このコミットは、Go言語のリンカ (cmd/ld) における SDYNIMPORT シンボルのテストに関する修正です。特にWindowsビルドの問題を解決することを目的としています。

コミット

  • コミットハッシュ: 3a32367040a06b55fa93baddba2b57371079af90
  • 作者: Alex Brainman alex.brainman@gmail.com
  • コミット日時: 2013年5月2日 木曜日 13:02:00 +1000

GitHub上でのコミットページへのリンク

https://github.com/golang/go/commit/3a32367040a06b55fa93baddba2b57371079af90

元コミット内容

cmd/ld: fix SDYNIMPORT symbol test

As advised by iant. Fixes windows build.

R=golang-dev, r
CC=golang-dev, iant
https://golang.org/cl/9110044

変更の背景

この変更は、Goリンカ (cmd/ld) が SDYNIMPORT シンボルを誤って処理していた問題を修正するために行われました。特に、この問題はWindows環境でのGoプログラムのビルドに影響を与えていました。コミットメッセージには「iantの助言による。Windowsビルドを修正する。」と明記されており、特定のビルド環境で発生するリンカの問題に対処するための修正であることが示唆されています。

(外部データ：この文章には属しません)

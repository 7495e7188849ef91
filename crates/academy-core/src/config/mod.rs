//! Application configuration schemas.
//!
//! All configuration structs are deserialized from TOML files via the
//! `config` crate. Each sub-module represents a logical configuration
//! section.

pub mod lifecycle;
pub mod logging;
pub mod meetings;
pub mod sessions;
pub mod worker;

use serde::{Deserialize, Serialize};

pub use self::lifecycle::LifecycleConfig;
pub use self::logging::LoggingConfig;
pub use self::meetings::MeetingsConfig;
pub use self::sessions::SessionsConfig;
pub use self::worker::{ScheduleConfig, WorkerConfig};

use crate::error::AppError;

/// Root application configuration.
///
/// This struct is the top-level deserialization target for the merged
/// TOML configuration files (base file + environment overlay) and
/// `ACADEMY__*` environment variables.
#[derive(Debug, Clone, Serialize, Deserialize)]
pub struct AppConfig {
    /// Database connection settings.
    pub database: DatabaseConfig,
    /// Background worker settings.
    #[serde(default)]
    pub worker: WorkerConfig,
    /// Cron expressions for the periodic sweeps.
    #[serde(default)]
    pub schedule: ScheduleConfig,
    /// Subscription lifecycle thresholds.
    #[serde(default)]
    pub lifecycle: LifecycleConfig,
    /// Session generation and preparation settings.
    #[serde(default)]
    pub sessions: SessionsConfig,
    /// Meeting/recording provider settings.
    #[serde(default)]
    pub meetings: MeetingsConfig,
    /// Logging settings.
    #[serde(default)]
    pub logging: LoggingConfig,
}

/// Database connection pool configuration.
#[derive(Debug, Clone, Serialize, Deserialize)]
pub struct DatabaseConfig {
    /// PostgreSQL connection URL.
    pub url: String,
    /// Maximum number of connections in the pool.
    #[serde(default = "default_max_connections")]
    pub max_connections: u32,
    /// Minimum number of connections in the pool.
    #[serde(default = "default_min_connections")]
    pub min_connections: u32,
    /// Connection timeout in seconds.
    #[serde(default = "default_connect_timeout")]
    pub connect_timeout_seconds: u64,
    /// Idle connection timeout in seconds.
    #[serde(default = "default_idle_timeout")]
    pub idle_timeout_seconds: u64,
}

impl AppConfig {
    /// Load configuration from TOML files.
    ///
    /// Merges the given base file with an optional `config/{ACADEMY_ENV}`
    /// overlay and environment variables prefixed with `ACADEMY__`.
    pub fn load(config_path: &str) -> Result<Self, AppError> {
        let base = config_path.trim_end_matches(".toml");
        let env = std::env::var("ACADEMY_ENV").unwrap_or_else(|_| "development".to_string());

        let config = config::Config::builder()
            .add_source(config::File::with_name(base).required(false))
            .add_source(config::File::with_name(&format!("config/{env}")).required(false))
            .add_source(
                config::Environment::with_prefix("ACADEMY")
                    .prefix_separator("__")
                    .separator("__")
                    .try_parsing(true),
            )
            .build()
            .map_err(|e| AppError::configuration(format!("Failed to build config: {e}")))?;

        let parsed: Self = config
            .try_deserialize()
            .map_err(|e| AppError::configuration(format!("Failed to deserialize config: {e}")))?;

        parsed.validate()?;
        Ok(parsed)
    }

    /// Reject configurations the sweeps cannot run with.
    pub fn validate(&self) -> Result<(), AppError> {
        if self.database.url.trim().is_empty() {
            return Err(AppError::configuration("database.url must not be empty"));
        }
        if self.lifecycle.reminder_days.is_empty() {
            return Err(AppError::configuration(
                "lifecycle.reminder_days must list at least one threshold",
            ));
        }
        if self.lifecycle.reminder_days.contains(&0) {
            return Err(AppError::configuration(
                "lifecycle.reminder_days thresholds must be positive",
            ));
        }
        if let Err(e) = lifecycle::check_pending_timeout(self.lifecycle.pending_timeout_hours) {
            return Err(AppError::configuration(format!(
                "lifecycle.pending_timeout_hours: {}",
                e.message
            )));
        }
        if let Err(e) = sessions::check_generation_weeks(self.sessions.generation_weeks) {
            return Err(AppError::configuration(format!(
                "sessions.generation_weeks: {}",
                e.message
            )));
        }
        if self.worker.concurrency == 0 {
            return Err(AppError::configuration("worker.concurrency must be at least 1"));
        }
        Ok(())
    }
}

fn default_max_connections() -> u32 {
    10
}

fn default_min_connections() -> u32 {
    1
}

fn default_connect_timeout() -> u64 {
    10
}

fn default_idle_timeout() -> u64 {
    300
}
//! System-level events.

use serde::{Deserialize, Serialize};

/// Scheduler-level events.
#[derive(Debug, Clone, Serialize, Deserialize)]
#[serde(tag = "type")]
pub enum SystemEvent {
    /// A sweep finished a real (non dry-run) pass.
    SweepCompleted {
        /// Sweep command name.
        sweep: String,
        /// Candidates found.
        candidates: usize,
        /// Candidates applied.
        applied: usize,
        /// Per-item failures.
        errors: usize,
    },
    /// An operator purged in-app notifications.
    NotificationsPurged {
        /// Rows removed.
        removed: u64,
    },
}

impl SystemEvent {
    /// Dotted event name.
    pub fn name(&self) -> &'static str {
        match self {
            Self::SweepCompleted { .. } => "system.sweep_completed",
            Self::NotificationsPurged { .. } => "system.notifications_purged",
        }
    }
}
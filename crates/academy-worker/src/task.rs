//! Runs any schedulable task by its job payload.

use chrono::{DateTime, Utc};
use serde::Serialize;

use academy_core::result::AppResult;
use academy_entity::job::JobPayload;
use academy_service::session::{GenerationReport, PreparationReport};

use crate::context::SchedulerContext;
use crate::lifecycle::{RunMode, Sweep, SweepReport};
use crate::lock::run_exclusive;
use crate::recording::{RecordingStopReport, STOP_EXPIRED_RECORDINGS};

/// Lock key for session generation.
pub const GENERATE_SESSIONS: &str = "generate-sessions";
/// Lock key for room preparation.
pub const PREPARE_SESSIONS: &str = "prepare-sessions";

/// Report of whichever task ran.
#[derive(Debug, Clone, Serialize)]
#[serde(tag = "task", rename_all = "snake_case")]
pub enum TaskReport {
    /// A subscription lifecycle sweep.
    Lifecycle(SweepReport),
    /// Session generation.
    Generation(GenerationReport),
    /// Room preparation.
    Preparation(PreparationReport),
    /// Recording stop sweep.
    Recordings(RecordingStopReport),
    /// The task's lock was busy and it did not run.
    Locked {
        /// Lock key.
        name: String,
    },
}

impl TaskReport {
    /// Whether any persistence failure happened.
    pub fn has_transactional_failures(&self) -> bool {
        match self {
            Self::Lifecycle(r) => r.has_transactional_failures(),
            Self::Generation(r) => r.has_transactional_failures(),
            Self::Preparation(r) => r.has_transactional_failures(),
            Self::Recordings(r) => r.has_transactional_failures(),
            Self::Locked { .. } => false,
        }
    }
}

impl SchedulerContext {
    /// Run the task `payload` describes at `as_of`.
    pub async fn run_task(
        &self,
        payload: &JobPayload,
        as_of: DateTime<Utc>,
        mode: RunMode,
    ) -> AppResult<TaskReport> {
        payload.validate()?;

        let report = match payload {
            JobPayload::CheckExpiringSubscriptions => {
                self.run_sweep(Sweep::ExpiringReminders, as_of, mode).await?
            }
            JobPayload::CleanupExpiredPending { hours } => {
                let timeout_hours = hours.unwrap_or(self.config.lifecycle.pending_timeout_hours);
                self.run_sweep(Sweep::PendingCleanup { timeout_hours }, as_of, mode)
                    .await?
            }
            JobPayload::SuspendExpiredGrace => {
                self.run_sweep(Sweep::GraceSuspension, as_of, mode).await?
            }
            JobPayload::GenerateSessions { weeks } => {
                let weeks = weeks.unwrap_or(self.config.sessions.generation_weeks);
                let generator = self.session_generator();
                run_exclusive(
                    self.lock.as_ref(),
                    GENERATE_SESSIONS,
                    generator.generate(as_of, weeks),
                )
                .await?
                .map(TaskReport::Generation)
                .unwrap_or_else(|| locked(GENERATE_SESSIONS))
            }
            JobPayload::PrepareSessions { force } => {
                let preparer = self.session_preparer();
                run_exclusive(
                    self.lock.as_ref(),
                    PREPARE_SESSIONS,
                    preparer.prepare(as_of, *force),
                )
                .await?
                .map(TaskReport::Preparation)
                .unwrap_or_else(|| locked(PREPARE_SESSIONS))
            }
            JobPayload::StopExpiredRecordings => {
                let sweep = self.recording_sweep();
                if mode.is_apply() {
                    run_exclusive(
                        self.lock.as_ref(),
                        STOP_EXPIRED_RECORDINGS,
                        sweep.run(as_of, mode),
                    )
                    .await?
                    .map(TaskReport::Recordings)
                    .unwrap_or_else(|| locked(STOP_EXPIRED_RECORDINGS))
                } else {
                    TaskReport::Recordings(sweep.run(as_of, mode).await?)
                }
            }
        };
        Ok(report)
    }

    async fn run_sweep(
        &self,
        sweep: Sweep,
        as_of: DateTime<Utc>,
        mode: RunMode,
    ) -> AppResult<TaskReport> {
        let report = self.lifecycle_sweeper().run(sweep, as_of, mode).await?;
        Ok(TaskReport::Lifecycle(report))
    }
}

fn locked(name: &str) -> TaskReport {
    TaskReport::Locked {
        name: name.to_string(),
    }
}
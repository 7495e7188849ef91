//! Session generation and room preparation.

pub mod generation;
pub mod preparation;

pub use generation::{GenerationReport, SessionGenerator};
pub use preparation::{PreparationReport, SessionPreparer};
//! Session generation and preparation settings.

use serde::{Deserialize, Serialize};

use crate::error::AppError;

/// Furthest generation horizon, in weeks.
pub const MAX_GENERATION_WEEKS: u32 = 52;

/// Reject a generation horizon outside `1..=MAX_GENERATION_WEEKS`.
pub fn check_generation_weeks(weeks: u32) -> Result<u32, AppError> {
    if !(1..=MAX_GENERATION_WEEKS).contains(&weeks) {
        return Err(AppError::validation(format!(
            "Generation horizon must be between 1 and {MAX_GENERATION_WEEKS} weeks, got {weeks}"
        )));
    }
    Ok(weeks)
}

/// Settings for recurring session generation and room preparation.
#[derive(Debug, Clone, Serialize, Deserialize)]
pub struct SessionsConfig {
    /// How many weeks ahead sessions are generated.
    #[serde(default = "default_generation_weeks")]
    pub generation_weeks: u32,
    /// Sessions starting within this many minutes get their room prepared.
    #[serde(default = "default_prepare_window")]
    pub prepare_window_minutes: i64,
    /// Duration assumed for sessions without an explicit duration.
    #[serde(default = "default_duration")]
    pub default_duration_minutes: i64,
}

impl Default for SessionsConfig {
    fn default() -> Self {
        Self {
            generation_weeks: default_generation_weeks(),
            prepare_window_minutes: default_prepare_window(),
            default_duration_minutes: default_duration(),
        }
    }
}

fn default_generation_weeks() -> u32 {
    4
}

fn default_prepare_window() -> i64 {
    30
}

fn default_duration() -> i64 {
    60
}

GoプログラムがC言語のコードと連携するCgoを使用する場合、外部ライブラリのシンボルをどのようにリンクするかは非常に重要です。静的リンクと動的リンクの選択は、プログラムの配布方法や実行時の依存関係に影響を与えます。このコミットは、リンカが動的にインポートされるべきシンボルを正しく識別するための条件を厳密にすることで、Windowsビルドの安定性を向上させています。

前提知識の解説

このコミットを理解するためには、以下の概念について知っておく必要があります。

  • Goリンカ (cmd/ld): Go言語のコンパイラツールチェーンの一部であり、Goのソースコードから生成されたオブジェクトファイルを結合して実行可能ファイルを生成する役割を担います。Cgoを使用する場合、GoのコードとCのコードをリンクする複雑な処理も行います。
  • シンボル (Symbol): プログラム内の関数、変数、またはその他のエンティティの名前です。リンカはこれらのシンボルを解決し、それらがメモリ内のどこに配置されるかを決定します。
  • SDYNIMPORT: Goリンカが内部的に使用するシンボルタイプの一つで、動的にインポートされるシンボル(つまり、実行時に外部の共有ライブラリからロードされるシンボル)を示します。これは、Cgoを通じて外部のDLLや共有オブジェクトの関数を呼び出す際に特に重要になります。
  • cgo_import_staticcgo_import_dynamic: CgoがCの関数をGoから呼び出す際に使用するリンカディレクティブです。
    • cgo_import_static: シンボルを静的にリンクすることを示唆します。つまり、実行可能ファイルに直接組み込まれます。
    • cgo_import_dynamic: シンボルを実行時に動的にロードすることを示唆します。これは、共有ライブラリ(WindowsではDLL、Linuxでは.so)に依存します。
  • s->extname: リンカの内部データ構造におけるシンボルの外部名(外部リンケージを持つ名前)を指します。
  • s->dynimplib: リンカの内部データ構造における、シンボルが動的にインポートされるライブラリの名前を指します。これが nil でない場合、そのシンボルが特定の動的ライブラリからインポートされることを示します。
  • s->cgoexport: シンボルがCgoによってエクスポートされる(GoからCへ公開される)かどうかを示すフラグです。

技術的詳細

このコミットの核心は、src/cmd/ld/lib.c ファイル内の loadlib 関数における条件式の変更です。この関数は、リンカがライブラリをロードし、シンボルを処理する際に呼び出されます。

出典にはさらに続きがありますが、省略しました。